We are partnering with local and national organizations to raise awareness about the massive and hidden violence of commercial sex. We believe that even age-old norms should be changed when they harm and oppress others, and that saying racism, domestic violence, homophobia, or slavery have always been around isn't a good argument for not fighting those, either.

If you don't believe trafficking is big part of prostitution in Seattle, you should take a look at "Who Pays The Price," a study where Dr. Debra Boyer identified hundreds of cases of underage girls being sold for sex right here in King County. Each case was a real human being who was trafficked. Our coalition of women and men, volunteers, survivors, advocates and counselors work to prevent the horrors of local sex trafficking for people like the ones in that study. We also work just as hard to address issues of local labor trafficking, another violent and brutal crime.
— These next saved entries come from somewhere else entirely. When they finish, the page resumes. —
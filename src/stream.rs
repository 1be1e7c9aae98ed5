use async_trait::async_trait;
use bytes::Bytes;
use futures_util::{StreamExt, stream::BoxStream};
use reqwest::header::{COOKIE, HeaderMap, HeaderName, HeaderValue, USER_AGENT};
use tokio::time::Duration;
use tracing::debug;

use crate::{error::JobError, media::StreamVariant};

pub const DEFAULT_USER_AGENT: &str =
    "Mozilla/5.0 (X11; Linux x86_64) AppleWebKit/537.36 (KHTML, like Gecko) Chrome/124.0 Safari/537.36";

pub type ByteStream = BoxStream<'static, Result<Bytes, JobError>>;

/// An open upstream transfer. `total_bytes` is what the server or the
/// extractor announced, if anything.
pub struct OpenedStream {
    pub total_bytes: Option<u64>,
    pub body: ByteStream,
}

#[async_trait]
pub trait StreamSource: Send + Sync {
    async fn open_stream(&self, variant: &StreamVariant) -> Result<OpenedStream, JobError>;
}

/// Identity presented to the upstream media host.
#[derive(Debug, Clone)]
pub struct StreamSourceConfig {
    pub user_agent: String,
    pub cookie: Option<String>,
    pub connect_timeout: Duration,
}

impl Default for StreamSourceConfig {
    fn default() -> Self {
        Self {
            user_agent: DEFAULT_USER_AGENT.to_string(),
            cookie: None,
            connect_timeout: Duration::from_secs(15),
        }
    }
}

/// Streams variant bytes over HTTP(S). No overall request timeout is set:
/// a download may legitimately take longer than any fixed bound.
#[derive(Debug, Clone)]
pub struct HttpStreamSource {
    client: reqwest::Client,
}

impl HttpStreamSource {
    pub fn new(config: &StreamSourceConfig) -> Result<Self, JobError> {
        let mut headers = HeaderMap::new();
        if let Some(cookie) = config.cookie.as_deref() {
            let value = HeaderValue::from_str(cookie).map_err(|_| {
                JobError::invalid_input("upstream cookie is not a valid header value")
            })?;
            headers.insert(COOKIE, value);
        }

        let client = reqwest::Client::builder()
            .user_agent(config.user_agent.clone())
            .default_headers(headers)
            .connect_timeout(config.connect_timeout)
            .build()
            .map_err(|error| JobError::Stream(format!("could not build HTTP client: {error}")))?;

        Ok(Self { client })
    }
}

#[async_trait]
impl StreamSource for HttpStreamSource {
    async fn open_stream(&self, variant: &StreamVariant) -> Result<OpenedStream, JobError> {
        let mut request = self.client.get(&variant.url);
        for (name, value) in &variant.http_headers {
            // The injected identity wins over extractor hints.
            if name.eq_ignore_ascii_case(USER_AGENT.as_str()) {
                continue;
            }
            if let (Ok(name), Ok(value)) = (
                HeaderName::from_bytes(name.as_bytes()),
                HeaderValue::from_str(value),
            ) {
                request = request.header(name, value);
            }
        }

        let response = request
            .send()
            .await
            .and_then(reqwest::Response::error_for_status)
            .map_err(|error| JobError::Stream(error.to_string()))?;

        let total_bytes = response.content_length().or(variant.content_length);
        debug!(
            format_id = %variant.format_id,
            total_bytes = ?total_bytes,
            "upstream stream opened"
        );

        let body = response
            .bytes_stream()
            .map(|chunk| chunk.map_err(|error| JobError::Stream(error.to_string())))
            .boxed();

        Ok(OpenedStream { total_bytes, body })
    }
}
We hope others care enough to hear from the survivors who experience the violence and harm of prostitution and trafficking, not just the few who are lucky enough to avoid it.
19
It seems so obvious that the best way to combat out sex trafficing and prevent underage sex work is to legalize and regulate. The vast majority of people looking to hire sex workers don't want to contribute to either of those problems, but since all sex work is unregulated and illegal it can blend in and people accidently end up with an underage sex worker or someone who was trafficked. If it were legal and people could check to see the sex worker they wanted to see was properly liscensed or whatever, they would be able to avoid people who are underage or trafficked, severly undercutting the demand for underage or trafficked sex-workers. It would also allow law enforcement to focus their attention on actual victims, who would be much easier to differentiate from willing sex workers in a legalized and regulated system. That would be the obvious solution if you were actually trying to prevent victimization instead of just being anti-sex (and particularly against sexual liberty for women).
20
Yes maybe 1 in 500 arrests are real victims that are paraded in the media for the scam of children and sex trafficking victim industry. There are $millions in funding going to the scam of the victim industry. Much of it supplied by the Hunt (as in oil) sisters.
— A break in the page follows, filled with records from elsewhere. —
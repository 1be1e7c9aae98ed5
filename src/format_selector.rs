use std::cmp::Ordering;

use crate::{
    error::JobError,
    media::{MediaKind, StreamVariant},
};

/// Picks exactly one variant for `kind`.
///
/// Audio requests take the highest audio bitrate among audio-only variants,
/// audio+video requests the greatest height among muxed variants. Ties keep the
/// first variant in input order. A `quality` label is honored when some
/// candidate matches it exactly, otherwise the best overall candidate is used.
pub fn select_variant<'a>(
    kind: MediaKind,
    variants: &'a [StreamVariant],
    quality: Option<&str>,
) -> Result<&'a StreamVariant, JobError> {
    let candidates: Vec<&StreamVariant> = variants
        .iter()
        .filter(|variant| matches_kind(variant, kind))
        .collect();

    if candidates.is_empty() {
        return Err(JobError::NoSuitableFormat(kind));
    }

    let requested = quality.and_then(|label| parse_quality_label(label, kind));
    let preferred: Vec<&StreamVariant> = match requested {
        Some(target) => candidates
            .iter()
            .copied()
            .filter(|variant| quality_score(variant, kind) == target as f32)
            .collect(),
        None => Vec::new(),
    };

    let pool = if preferred.is_empty() {
        &candidates
    } else {
        &preferred
    };

    best_of(pool, kind).ok_or(JobError::NoSuitableFormat(kind))
}

fn matches_kind(variant: &StreamVariant, kind: MediaKind) -> bool {
    match kind {
        MediaKind::AudioOnly => variant.has_audio && !variant.has_video,
        MediaKind::AudioVideo => variant.has_audio && variant.has_video,
    }
}

fn quality_score(variant: &StreamVariant, kind: MediaKind) -> f32 {
    match kind {
        MediaKind::AudioOnly => variant.audio_bitrate_kbps.unwrap_or_default(),
        MediaKind::AudioVideo => variant.height.unwrap_or_default() as f32,
    }
}

// `max_by` keeps the last maximum, so compare in reverse order to keep the first.
fn best_of<'a>(pool: &[&'a StreamVariant], kind: MediaKind) -> Option<&'a StreamVariant> {
    pool.iter().rev().copied().max_by(|a, b| {
        quality_score(a, kind)
            .partial_cmp(&quality_score(b, kind))
            .unwrap_or(Ordering::Equal)
    })
}

/// Reads `720p`, `1080p60` or `480` as a height, and `128k` / `160kbps` as a bitrate.
fn parse_quality_label(label: &str, kind: MediaKind) -> Option<u32> {
    let lower = label.trim().to_ascii_lowercase();
    let digits: String = lower.chars().take_while(char::is_ascii_digit).collect();
    let value = digits.parse::<u32>().ok()?;
    let suffix = &lower[digits.len()..];

    match kind {
        MediaKind::AudioVideo if suffix.is_empty() || suffix.starts_with('p') => Some(value),
        MediaKind::AudioOnly if suffix.is_empty() || suffix.starts_with('k') => Some(value),
        _ => None,
    }
}

#[cfg(test)]
mod tests {
    use super::*;
    use proptest::prelude::*;
    use std::collections::HashMap;

    fn muxed(id: &str, height: u32) -> StreamVariant {
        StreamVariant {
            format_id: id.to_string(),
            url: format!("https://media.example/{id}"),
            http_headers: HashMap::new(),
            has_video: true,
            has_audio: true,
            height: Some(height),
            audio_bitrate_kbps: Some(128.0),
            container: "mp4".to_string(),
            content_length: None,
            quality_label: Some(format!("{height}p")),
        }
    }

    fn audio(id: &str, bitrate: f32) -> StreamVariant {
        StreamVariant {
            format_id: id.to_string(),
            url: format!("https://media.example/{id}"),
            http_headers: HashMap::new(),
            has_video: false,
            has_audio: true,
            height: None,
            audio_bitrate_kbps: Some(bitrate),
            container: "m4a".to_string(),
            content_length: None,
            quality_label: None,
        }
    }

    fn video_only(id: &str, height: u32) -> StreamVariant {
        StreamVariant {
            has_audio: false,
            audio_bitrate_kbps: None,
            ..muxed(id, height)
        }
    }

    #[test]
    fn picks_tallest_muxed_variant() {
        let variants = vec![muxed("22", 720), muxed("37", 1080)];
        let selected = select_variant(MediaKind::AudioVideo, &variants, None).unwrap();
        assert_eq!(selected.height, Some(1080));
    }

    #[test]
    fn picks_highest_bitrate_audio_variant() {
        let variants = vec![audio("139", 128.0), audio("140", 320.0)];
        let selected = select_variant(MediaKind::AudioOnly, &variants, None).unwrap();
        assert_eq!(selected.audio_bitrate_kbps, Some(320.0));
    }

    #[test]
    fn ignores_variants_with_the_wrong_capability() {
        let variants = vec![video_only("137", 2160), muxed("18", 360), audio("251", 160.0)];

        let video = select_variant(MediaKind::AudioVideo, &variants, None).unwrap();
        assert_eq!(video.format_id, "18");

        let sound = select_variant(MediaKind::AudioOnly, &variants, None).unwrap();
        assert_eq!(sound.format_id, "251");
    }

    #[test]
    fn empty_list_has_no_suitable_format() {
        let error = select_variant(MediaKind::AudioVideo, &[], None).unwrap_err();
        assert!(matches!(error, JobError::NoSuitableFormat(MediaKind::AudioVideo)));
    }

    #[test]
    fn audio_only_list_cannot_serve_video_request() {
        let variants = vec![audio("139", 48.0), audio("140", 128.0)];
        let error = select_variant(MediaKind::AudioVideo, &variants, None).unwrap_err();
        assert!(matches!(error, JobError::NoSuitableFormat(_)));
    }

    #[test]
    fn ties_keep_first_encountered_variant() {
        let variants = vec![muxed("first", 720), muxed("second", 720)];
        let selected = select_variant(MediaKind::AudioVideo, &variants, None).unwrap();
        assert_eq!(selected.format_id, "first");
    }

    #[test]
    fn honors_available_quality_label() {
        let variants = vec![muxed("18", 360), muxed("22", 720), muxed("37", 1080)];
        let selected = select_variant(MediaKind::AudioVideo, &variants, Some("720p")).unwrap();
        assert_eq!(selected.format_id, "22");
    }

    #[test]
    fn unavailable_quality_label_falls_back_to_best() {
        let variants = vec![muxed("18", 360), muxed("22", 720)];
        let selected = select_variant(MediaKind::AudioVideo, &variants, Some("1440p")).unwrap();
        assert_eq!(selected.format_id, "22");

        let selected = select_variant(MediaKind::AudioVideo, &variants, Some("best")).unwrap();
        assert_eq!(selected.format_id, "22");
    }

    #[test]
    fn audio_quality_label_matches_bitrate() {
        let variants = vec![audio("139", 48.0), audio("140", 128.0), audio("251", 160.0)];
        let selected = select_variant(MediaKind::AudioOnly, &variants, Some("128k")).unwrap();
        assert_eq!(selected.format_id, "140");
    }

    #[test]
    fn parses_quality_labels() {
        assert_eq!(parse_quality_label("720p", MediaKind::AudioVideo), Some(720));
        assert_eq!(parse_quality_label("1080p60", MediaKind::AudioVideo), Some(1080));
        assert_eq!(parse_quality_label("160kbps", MediaKind::AudioOnly), Some(160));
        assert_eq!(parse_quality_label("720p", MediaKind::AudioOnly), None);
        assert_eq!(parse_quality_label("hd", MediaKind::AudioVideo), None);
    }

    proptest! {
        #![proptest_config(ProptestConfig::with_cases(100))]

        #[test]
        fn prop_selected_height_is_maximal(heights in prop::collection::vec(144u32..4320, 1..12)) {
            let variants: Vec<StreamVariant> = heights
                .iter()
                .enumerate()
                .map(|(index, height)| muxed(&index.to_string(), *height))
                .collect();

            let selected = select_variant(MediaKind::AudioVideo, &variants, None).unwrap();
            let max = heights.iter().copied().max().unwrap();
            let first_max = heights.iter().position(|height| *height == max).unwrap();

            prop_assert_eq!(selected.height, Some(max));
            prop_assert_eq!(&selected.format_id, &first_max.to_string());
        }
    }
}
Yes go help the real victims for which already have laws like kidnapping and sexual assault.

The FBI is so ashamed of the data they no longer publish the 90%+ that are consenting adults. We have in Phoenix huge stings and media hype dragging out the 1 in 500 real victims.
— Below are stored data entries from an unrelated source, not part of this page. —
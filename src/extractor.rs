use std::{collections::HashMap, io::ErrorKind, path::PathBuf};

use async_trait::async_trait;
use serde::Deserialize;
use tokio::{
    process::Command,
    time::{Duration, timeout},
};
use tracing::{debug, warn};

use crate::{
    error::JobError,
    media::{Author, StreamVariant, VideoMetadata},
};

pub const YT_DLP_TIMEOUT_SECONDS: u64 = 180;

/// Source of video metadata and the stream variants a job can pick from.
#[async_trait]
pub trait MetadataSource: Send + Sync {
    async fn fetch_metadata(&self, url: &str) -> Result<VideoMetadata, JobError>;
}

#[derive(Debug, Deserialize)]
struct YtDlpVideoInfo {
    id: String,
    title: Option<String>,
    duration: Option<f64>,
    thumbnail: Option<String>,
    uploader: Option<String>,
    channel: Option<String>,
    channel_url: Option<String>,
    uploader_url: Option<String>,
    #[serde(default)]
    formats: Vec<YtDlpFormat>,
}

#[derive(Debug, Deserialize)]
struct YtDlpFormat {
    format_id: String,
    url: Option<String>,
    #[serde(default)]
    http_headers: HashMap<String, String>,
    ext: Option<String>,
    vcodec: Option<String>,
    acodec: Option<String>,
    height: Option<u32>,
    format_note: Option<String>,
    abr: Option<f32>,
    tbr: Option<f32>,
    filesize: Option<f64>,
    filesize_approx: Option<f64>,
    protocol: Option<String>,
}

/// Metadata source backed by the `yt-dlp` executable.
#[derive(Debug, Clone)]
pub struct YtDlpMetadataSource {
    binary: PathBuf,
    timeout: Duration,
}

impl YtDlpMetadataSource {
    pub fn new(binary: impl Into<PathBuf>) -> Self {
        Self {
            binary: binary.into(),
            timeout: Duration::from_secs(YT_DLP_TIMEOUT_SECONDS),
        }
    }

    pub fn with_timeout(mut self, timeout: Duration) -> Self {
        self.timeout = timeout;
        self
    }

    async fn run_yt_dlp(&self, args: Vec<String>) -> Result<std::process::Output, JobError> {
        let command_future = Command::new(&self.binary)
            .args(args)
            .kill_on_drop(true)
            .output();
        let output = timeout(self.timeout, command_future)
            .await
            .map_err(|_| {
                JobError::MetadataFetch(format!(
                    "yt-dlp did not answer within {} seconds",
                    self.timeout.as_secs()
                ))
            })?
            .map_err(|error| {
                if error.kind() == ErrorKind::NotFound {
                    JobError::MetadataFetch(format!(
                        "yt-dlp is not installed ({}). Install it and restart the server.",
                        self.binary.display()
                    ))
                } else {
                    JobError::MetadataFetch(format!("could not run yt-dlp: {error}"))
                }
            })?;

        if !output.status.success() {
            return Err(JobError::MetadataFetch(run_error_message(&output.stderr)));
        }

        Ok(output)
    }
}

#[async_trait]
impl MetadataSource for YtDlpMetadataSource {
    async fn fetch_metadata(&self, url: &str) -> Result<VideoMetadata, JobError> {
        debug!(url, "fetching metadata with yt-dlp");
        let output = self
            .run_yt_dlp(vec![
                "-J".to_string(),
                "--no-playlist".to_string(),
                "--no-warnings".to_string(),
                url.to_string(),
            ])
            .await?;

        parse_video_info(&output.stdout)
    }
}

pub(crate) fn parse_video_info(stdout: &[u8]) -> Result<VideoMetadata, JobError> {
    let info: YtDlpVideoInfo = serde_json::from_slice(stdout).map_err(|error| {
        warn!("could not parse yt-dlp JSON: {error}");
        JobError::MetadataFetch(format!("unreadable extractor output: {error}"))
    })?;

    let variants = info
        .formats
        .iter()
        .filter_map(variant_from_format)
        .collect::<Vec<_>>();

    Ok(VideoMetadata {
        id: info.id,
        title: info
            .title
            .filter(|value| !value.trim().is_empty())
            .unwrap_or_else(|| "Untitled".to_string()),
        duration_seconds: info.duration.unwrap_or_default().max(0.0).round() as u64,
        thumbnail_url: info.thumbnail,
        author: Author {
            name: info
                .uploader
                .or(info.channel)
                .unwrap_or_else(|| "Unknown".to_string()),
            channel_url: info.channel_url.or(info.uploader_url),
        },
        variants,
    })
}

// Manifests (HLS/DASH) cannot be fetched as a single byte stream.
fn variant_from_format(format: &YtDlpFormat) -> Option<StreamVariant> {
    let url = format.url.clone()?;
    if let Some(protocol) = format.protocol.as_deref()
        && !matches!(protocol, "https" | "http")
    {
        return None;
    }

    let has_video = has_video(format);
    let has_audio = has_audio(format);
    if !has_video && !has_audio {
        return None;
    }

    let quality_label = if has_video {
        format
            .height
            .map(|height| format!("{height}p"))
            .or_else(|| format.format_note.clone())
    } else {
        format.format_note.clone()
    };

    Some(StreamVariant {
        format_id: format.format_id.clone(),
        url,
        http_headers: format.http_headers.clone(),
        has_video,
        has_audio,
        height: format.height,
        audio_bitrate_kbps: format.abr.or(if has_video { None } else { format.tbr }),
        container: format.ext.clone().unwrap_or_else(|| "mp4".to_string()),
        content_length: format
            .filesize
            .or(format.filesize_approx)
            .filter(|bytes| *bytes > 0.0)
            .map(|bytes| bytes as u64),
        quality_label,
    })
}

fn has_video(format: &YtDlpFormat) -> bool {
    matches!(format.vcodec.as_deref(), Some(value) if value != "none")
}

fn has_audio(format: &YtDlpFormat) -> bool {
    matches!(format.acodec.as_deref(), Some(value) if value != "none")
}

fn run_error_message(stderr: &[u8]) -> String {
    let message = String::from_utf8_lossy(stderr)
        .lines()
        .map(str::trim)
        .filter(|line| !line.is_empty())
        .next_back()
        .unwrap_or("yt-dlp could not complete the request")
        .to_string();
    let lower = message.to_ascii_lowercase();

    if lower.contains("unsupported url") {
        "unsupported or invalid URL".to_string()
    } else if lower.contains("video unavailable") || lower.contains("private video") {
        "video is unavailable".to_string()
    } else {
        message
    }
}

#[cfg(test)]
mod tests {
    use super::*;

    const SAMPLE: &str = r#"{
        "id": "dQw4w9WgXcQ",
        "title": "Rick Astley - Never Gonna Give You Up",
        "duration": 212.0,
        "thumbnail": "https://i.ytimg.com/vi/dQw4w9WgXcQ/maxresdefault.jpg",
        "uploader": "Rick Astley",
        "channel_url": "https://www.youtube.com/channel/UCuAXFkgsw1L7xaCfnd5JJOw",
        "formats": [
            {"format_id": "sb0", "url": "https://i.ytimg.com/sb/0", "ext": "mhtml", "vcodec": "none", "acodec": "none", "protocol": "mhtml"},
            {"format_id": "140", "url": "https://rr.googlevideo.com/140", "ext": "m4a", "vcodec": "none", "acodec": "mp4a.40.2", "abr": 129.5, "filesize": 3433514, "protocol": "https", "format_note": "medium"},
            {"format_id": "18", "url": "https://rr.googlevideo.com/18", "ext": "mp4", "vcodec": "avc1.42001E", "acodec": "mp4a.40.2", "height": 360, "tbr": 503.2, "filesize_approx": 13371394, "protocol": "https", "http_headers": {"User-Agent": "Mozilla/5.0"}},
            {"format_id": "96", "url": "https://manifest.googlevideo.com/96", "ext": "mp4", "vcodec": "avc1.640028", "acodec": "mp4a.40.2", "height": 1080, "protocol": "m3u8_native"},
            {"format_id": "137", "url": "https://rr.googlevideo.com/137", "ext": "mp4", "vcodec": "avc1.640028", "acodec": "none", "height": 1080, "protocol": "https"}
        ]
    }"#;

    #[test]
    fn parses_metadata_and_keeps_direct_streams() {
        let metadata = parse_video_info(SAMPLE.as_bytes()).unwrap();

        assert_eq!(metadata.id, "dQw4w9WgXcQ");
        assert_eq!(metadata.duration_seconds, 212);
        assert_eq!(metadata.author.name, "Rick Astley");

        let ids: Vec<&str> = metadata
            .variants
            .iter()
            .map(|variant| variant.format_id.as_str())
            .collect();
        assert_eq!(ids, vec!["140", "18", "137"]);
    }

    #[test]
    fn maps_capabilities_and_sizes() {
        let metadata = parse_video_info(SAMPLE.as_bytes()).unwrap();
        let audio = &metadata.variants[0];
        let muxed = &metadata.variants[1];
        let video_only = &metadata.variants[2];

        assert!(audio.has_audio && !audio.has_video);
        assert_eq!(audio.audio_bitrate_kbps, Some(129.5));
        assert_eq!(audio.content_length, Some(3_433_514));

        assert!(muxed.has_audio && muxed.has_video);
        assert_eq!(muxed.quality_label.as_deref(), Some("360p"));
        assert_eq!(muxed.content_length, Some(13_371_394));
        assert_eq!(
            muxed.http_headers.get("User-Agent").map(String::as_str),
            Some("Mozilla/5.0")
        );

        assert!(video_only.has_video && !video_only.has_audio);
    }

    #[test]
    fn invalid_json_is_a_metadata_error() {
        let error = parse_video_info(b"not json").unwrap_err();
        assert!(matches!(error, JobError::MetadataFetch(_)));
    }

    #[test]
    fn summarizes_yt_dlp_errors() {
        let stderr = b"WARNING: something\nERROR: [generic] Unsupported URL: https://example.com\n";
        assert_eq!(run_error_message(stderr), "unsupported or invalid URL");
        assert_eq!(
            run_error_message(b""),
            "yt-dlp could not complete the request"
        );
    }

    #[cfg(target_os = "linux")]
    #[tokio::test]
    async fn stalled_yt_dlp_is_killed_on_timeout() {
        use std::os::unix::fs::PermissionsExt;

        let dir = tempfile::TempDir::new().unwrap();
        let pid_file = dir.path().join("yt-dlp.pid");
        let script = dir.path().join("yt-dlp");
        std::fs::write(
            &script,
            format!("#!/bin/sh\necho $$ > {}\nexec sleep 30\n", pid_file.display()),
        )
        .unwrap();
        std::fs::set_permissions(&script, std::fs::Permissions::from_mode(0o755)).unwrap();

        let source = YtDlpMetadataSource::new(&script).with_timeout(Duration::from_millis(500));
        let error = source
            .fetch_metadata("https://www.youtube.com/watch?v=dQw4w9WgXcQ")
            .await
            .unwrap_err();
        assert!(matches!(
            error,
            JobError::MetadataFetch(message) if message.contains("did not answer")
        ));

        let pid = std::fs::read_to_string(&pid_file).unwrap().trim().to_string();
        let stat_path = format!("/proc/{pid}/stat");
        let mut alive = true;
        for _ in 0..50 {
            // A killed but not yet reaped child shows up as a zombie.
            alive = std::fs::read_to_string(&stat_path)
                .map(|stat| !stat.contains(") Z "))
                .unwrap_or(false);
            if !alive {
                break;
            }
            tokio::time::sleep(Duration::from_millis(20)).await;
        }
        assert!(!alive, "yt-dlp process {pid} outlived the timeout");
    }

    #[tokio::test]
    async fn missing_binary_is_reported_as_metadata_error() {
        let source = YtDlpMetadataSource::new("/nonexistent/yt-dlp-binary");
        let error = source
            .fetch_metadata("https://www.youtube.com/watch?v=dQw4w9WgXcQ")
            .await
            .unwrap_err();
        assert!(matches!(
            error,
            JobError::MetadataFetch(message) if message.contains("not installed")
        ));
    }
}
Most of the world has decrim consenting adults, Canada a good example. In the recent case the friend of the Court brief of Ms Farley and her irk was totally discredited with her fake self serving agenda based research most of the anti groups use in their scam about children and trafficking.

Again, yes there are a few real victims yet 90%+ of arrests are private consenting adults. A huge waste of police, court, defender resources that only makes criminals of college gals, women trying to support their children etc which is legal in almost all the world except the U.S. for in private consenting adults.
21
Here is the thing, Dan: even if sex work were legal, and paid commensurately with experience, etc., it still would be appealing mainly to people - mostly women - who had few other options - and many of those women have been abused, or economically at the bottom of the ladder. Your body is what you sell when it is economically supportable as an alternative to selling nearly any other talent you may have. It's inherently risky, in ways that no other job will be.

So - no, I can't support sex work, because supporting it is supporting a system that *makes sex work appealing* - which is only ever economically, and which is only ever a product of vast inequality that should rightly be addressed before we start championing how awesome sex work is (or could be - if we lived in a world that we don't actually live in).

Put simply, if sex work paid minimum wage, and women had a lot of other options for making money that didn't involve the risks and abuse that go along with sex work as we know it today, there wouldn't be a lot of takers for those jobs.